12 Gennaio 2026

Da 0 a 10 – Palermo mediocre, confusione arbitri. Bari senza amor proprio, Stroppa🔝: il PAGELLONE della 19^ giornata

Il pagellone

FC Palermo

Prima giornata del 2026 in archivio per la Serie B e torna, come di consueto, il nostro pagellone per attraversare le partite nel loro meglio e nel loro peggio.

IL PAGELLONE DELLA SERIE B

10 – Il Venezia è infermabile: quanta qualità

Quarto successo di fila e una qualità straripante: il Venezia di Stroppa sta macinando risultati con una facilità impressionante tenendo il ritmo di un Frosinone fuori da ogni schema. Lo specialista delle promozioni, a questo giro, può arrivare in A senza passare dai playoff.

9 – Padova e Avellino chiarissime: per i playoff ci sono anche loro

Due successi pesantissimi per Avellino e Padova che lanciano un segnale altrettanto chiaro in modo deciso: le squadre di Biancolino e Andreoletti sono da temere in ottica playoff. La tensione dell’approccio alla nuova categoria è alle spalle e le due compagini sono quadrate con buone individualità.

8 – Impresa Entella: è il colpo per sognare la salvezza

Serviva un colpo, una scossa, un’impresa: l’Entella si rialza nella sfida probabilmente più proibitiva grazie a Franzoni e ad una compattezza che ha permesso alla squadra di Chiappella di stendere un gigante come il Monza.

7 – Ghedjemis, Bortolussi, Yeboah: i gol arrivano a sorpresa

I tre citati sono tutti a 7 gol con estrema sorpresa: il primo è stato trasformato da Alvini da dribblomane inconcludente ad aspirante Mahrez (stile identico, livello, ovviamente, diverso), Bortolussi con grande solidità sta trainando il Padova mentre Yeboah ha qualità enormi ma il gol non sembrava essere nelle sue corde: sbagliato.

6 – Carrarese e Sudtirol respirano

Nei loro momenti più complessi, la Carrarese e il Sudtirol piazzano un colpo che è ossigeno puro. L’esperienza di Calabro e di Castori è emersa in un momento delicatissimo e i colpi di Carrarese e Sudtirol rispettivamente con Bari e Spezia pesano come un macigno

5 – L’esordio di Brunori

Un esordio in linea con l’ambiente in cui è arrivato: Brunori non impatta, non incide e non dimostra la fame giusta. Era solo la prima, ma alla Sampdoria il tempo è un concetto abbandonato da tempo. Servono gol e salvezza e molto passa da Brunori.
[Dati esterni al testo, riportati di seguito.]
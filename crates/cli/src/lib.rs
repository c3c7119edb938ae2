use anyhow::{Context as AnyhowContext, Result};
use bisect_engine::{
    try_acquire_run_lock, Candidate, ClassificationStore, OracleRunner, Scheduler, TokioLauncher,
};
use bisect_fs::CandidateTree;
use clap::{Args, Parser, Subcommand};
use std::io;
use std::path::{Path, PathBuf};

mod config;
mod report;

pub use config::BisectConfig;
use config::DEFAULT_CONFIG_FILE;
use report::{RunSummary, StatusOutput};

fn print_stdout(text: &str) -> Result<()> {
    use std::io::Write;

    let mut stdout = io::stdout().lock();
    if let Err(err) = stdout
        .write_all(text.as_bytes())
        .and_then(|_| stdout.write_all(b"\n"))
        .and_then(|_| stdout.flush())
    {
        if err.kind() == io::ErrorKind::BrokenPipe {
            return Ok(());
        }
        return Err(err.into());
    }
    Ok(())
}

#[derive(Parser)]
#[command(name = "bisect")]
#[command(about = "Isolate the data files that make a process crash", long_about = None)]
#[command(version)]
struct Cli {
    #[command(subcommand)]
    command: Commands,

    /// Config file (TOML). Defaults to ./bisect.toml when present
    #[arg(short, long, global = true, env = "BISECT_CONFIG")]
    config: Option<PathBuf>,

    /// Enable verbose logging
    #[arg(short, long, global = true)]
    verbose: bool,

    /// Quiet mode: log only warnings/errors
    #[arg(long, global = true)]
    quiet: bool,
}

#[derive(Subcommand)]
enum Commands {
    /// Bisect unclassified candidates until every one is good or bad
    Run(RunArgs),

    /// Show persisted classifications and what is left to test
    Status(StatusArgs),

    /// List unclassified candidates
    Candidates(StatusArgs),
}

#[derive(Args)]
struct SourceArgs {
    /// Directory holding the full data set (overrides candidates.source_root)
    #[arg(long)]
    source_root: Option<PathBuf>,

    /// File-name suffix that marks a candidate (overrides candidates.suffix)
    #[arg(long)]
    suffix: Option<String>,

    /// Directory for good/bad classification files (overrides store.dir)
    #[arg(long)]
    state_dir: Option<PathBuf>,
}

#[derive(Args)]
struct StatusArgs {
    #[command(flatten)]
    source: SourceArgs,

    /// Print JSON to stdout
    #[arg(long)]
    json: bool,
}

#[derive(Args)]
struct RunArgs {
    #[command(flatten)]
    source: SourceArgs,

    /// Directory wiped and restaged before every trial (overrides trial.dir)
    #[arg(long)]
    trial_dir: Option<PathBuf>,

    /// Refuse to run unless the trial directory has this final name
    #[arg(long)]
    expected_dir_name: Option<String>,

    /// Subject executable (overrides subject.executable)
    #[arg(long)]
    executable: Option<PathBuf>,

    /// Subject argument, repeatable (replaces subject.args)
    #[arg(long = "arg", allow_hyphen_values = true)]
    args: Vec<String>,

    /// Subject working directory (default: the executable's directory)
    #[arg(long)]
    working_dir: Option<PathBuf>,

    /// Pass the subject's stdout/stderr through
    #[arg(long)]
    inherit_output: bool,

    /// Seconds the subject must survive for a trial to pass
    #[arg(long)]
    threshold_secs: Option<f64>,

    /// Seconds between liveness heartbeats
    #[arg(long)]
    poll_interval_secs: Option<f64>,

    /// Seconds to wait before retrying a failed trial-directory wipe
    #[arg(long)]
    wipe_retry_delay_secs: Option<f64>,

    /// Wipe attempts before giving up (0 = retry forever)
    #[arg(long)]
    max_wipe_attempts: Option<u32>,

    /// Print the run summary as JSON to stdout
    #[arg(long)]
    json: bool,
}

impl SourceArgs {
    fn apply(&self, config: &mut BisectConfig) {
        if let Some(root) = &self.source_root {
            config.candidates.source_root = Some(root.clone());
        }
        if let Some(suffix) = &self.suffix {
            config.candidates.suffix = Some(suffix.clone());
        }
        if let Some(dir) = &self.state_dir {
            config.store.dir = dir.clone();
        }
    }
}

impl RunArgs {
    fn apply(&self, config: &mut BisectConfig) {
        self.source.apply(config);
        if let Some(dir) = &self.trial_dir {
            config.trial.dir = Some(dir.clone());
        }
        if let Some(name) = &self.expected_dir_name {
            config.trial.expected_dir_name = Some(name.clone());
        }
        if let Some(exe) = &self.executable {
            config.subject.executable = Some(exe.clone());
        }
        if !self.args.is_empty() {
            config.subject.args = self.args.clone();
        }
        if let Some(dir) = &self.working_dir {
            config.subject.working_dir = Some(dir.clone());
        }
        if self.inherit_output {
            config.subject.inherit_output = true;
        }
        if let Some(secs) = self.threshold_secs {
            config.oracle.success_threshold_secs = secs;
        }
        if let Some(secs) = self.poll_interval_secs {
            config.oracle.poll_interval_secs = secs;
        }
        if let Some(secs) = self.wipe_retry_delay_secs {
            config.oracle.wipe_retry_delay_secs = secs;
        }
        if let Some(attempts) = self.max_wipe_attempts {
            config.oracle.max_wipe_attempts = attempts;
        }
    }
}

fn load_config(explicit: Option<&Path>) -> Result<BisectConfig> {
    if let Some(path) = explicit {
        return BisectConfig::load(path);
    }
    let default_path = Path::new(DEFAULT_CONFIG_FILE);
    if default_path.is_file() {
        return BisectConfig::load(default_path);
    }
    Ok(BisectConfig::default())
}

pub async fn main_entry() -> Result<()> {
    let mut cli = Cli::parse();

    // Keep stdout pure JSON.
    let json_output = match &cli.command {
        Commands::Run(args) => args.json,
        Commands::Status(args) | Commands::Candidates(args) => args.json,
    };
    if json_output {
        cli.quiet = true;
    }

    let mut builder =
        env_logger::Builder::from_env(env_logger::Env::default().default_filter_or("info"));
    if cli.quiet {
        builder.filter_level(log::LevelFilter::Warn);
    } else if cli.verbose {
        builder.filter_level(log::LevelFilter::Debug);
    }
    builder.target(env_logger::Target::Stderr).init();

    let mut config = load_config(cli.config.as_deref())?;

    match cli.command {
        Commands::Run(args) => {
            args.apply(&mut config);
            run(&config, args.json).await
        }
        Commands::Status(args) => {
            args.source.apply(&mut config);
            status(&config, args.json).await
        }
        Commands::Candidates(args) => {
            args.source.apply(&mut config);
            candidates(&config, args.json).await
        }
    }
}

async fn run(config: &BisectConfig, json: bool) -> Result<()> {
    let layout = config.trial_layout()?;
    let subject = config.subject_command()?;
    let settings = config.oracle_settings()?;
    let store_layout = config.store_layout();
    let tree = CandidateTree::new(config.source_root()?, config.suffix()?);
    let mut oracle = OracleRunner::new(layout, subject, settings, tree.clone(), TokioLauncher)?
        .guard_store(&store_layout)?;

    let _lock = try_acquire_run_lock(&store_layout.dir)
        .await
        .context("Failed to acquire run lock")?;
    let store = ClassificationStore::open(store_layout).await;
    let mut scheduler = Scheduler::from_enumerator(&tree, store)?;

    let report = scheduler
        .run(&mut oracle)
        .await
        .context("Bisection aborted; persisted classifications remain valid")?;

    let summary = RunSummary::new(report, scheduler.store());
    if json {
        print_stdout(&serde_json::to_string_pretty(&summary)?)
    } else {
        print_stdout(&summary.render_text())
    }
}

async fn load_status(config: &BisectConfig) -> Result<StatusOutput> {
    let source_root = config.source_root()?;
    let suffix = config.suffix()?;
    let store = ClassificationStore::open(config.store_layout()).await;
    let all = CandidateTree::enumerate(source_root, suffix)
        .with_context(|| format!("Failed to enumerate {}", source_root.display()))?;
    let unclassified: Vec<Candidate> = all
        .into_iter()
        .filter(|candidate| !store.is_classified(candidate))
        .collect();
    Ok(StatusOutput::new(source_root, suffix, &store, unclassified))
}

async fn status(config: &BisectConfig, json: bool) -> Result<()> {
    let output = load_status(config).await?;
    if json {
        print_stdout(&serde_json::to_string_pretty(&output)?)
    } else {
        print_stdout(&output.render_text())
    }
}

async fn candidates(config: &BisectConfig, json: bool) -> Result<()> {
    let output = load_status(config).await?;
    if json {
        print_stdout(&serde_json::to_string_pretty(&output.unclassified)?)
    } else {
        let lines: Vec<&str> = output.unclassified.iter().map(Candidate::as_str).collect();
        print_stdout(&lines.join("\n"))
    }
}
4 – L’ingenuità di Frosinini

In una sfida tra quadre che segnano tanto, la gara tra Frosinone e Catanzaro sembrava orientata sullo 0-0 con al massimo un episodio per poterla sbloccare da un lato o dall’altro. L’ingenuità di Frosinini, in tal senso, è l’episodio,. Il Frosinone ringrazia, scarta il regalo e va in fuga; il Catanzaro si lecca le ferite.

3 – Modena, creare tanto non è una scusa

Partendo dalla premessa che creare tanto è molto meglio che essere nulli offensivamente, è anche vero che non segnare mai nonostante le occasioni ,soprattutto se ciclicamente, diventa un problema altrettanto grosso. Anche nella sfida al Padova occasioni immense per il Modena che esce dal campo con 0 gol e 0 punti.

2 – Palermo verso la mediocrità

Seppur con una classifica che ancora per poco (davanti corrono) consente di essere in scia all’obiettivo, il pareggio di Mantova, arrivato come è arrivato, è un segnale non buono per la truppa di Inzaghi. Un Palermo che scivola verso la mediocrità non chiudendo la sfida contro una squadra tramortita. E i punti persi sono e saranno pesantissimi.

1 – Check infiniti, immagini poco chiare: VAR e arbitri, bentornati

Bentornati: non perché gli errori si erano fermati, banalmente perché la Serie B era andata in pausa. Tornano le partite e tornano gli errori. 28 ripetizioni del check al Partenio, un mani al Romeo Menti che sembra mani ma che non si capisce e quindi già con polemiche e dubbi. Manca la struttura, manca la qualità, manca la chiarezza.

0 – Bari, dov’è l’amor proprio?

Finiti gli aggettivi con accezione negativa e criticità, per commentare il Bari ci affidiamo alle domande. Dov’è finito l’amor proprio? E l’orgoglio? Il Bari è a un passo dal perdere definitivamente il poco di dignità sportiva che resta oltre che la categoria. La Serie C, oltre che inevitabile, sarebbe sacrosanta per quanto si vede da mesi a questa parte.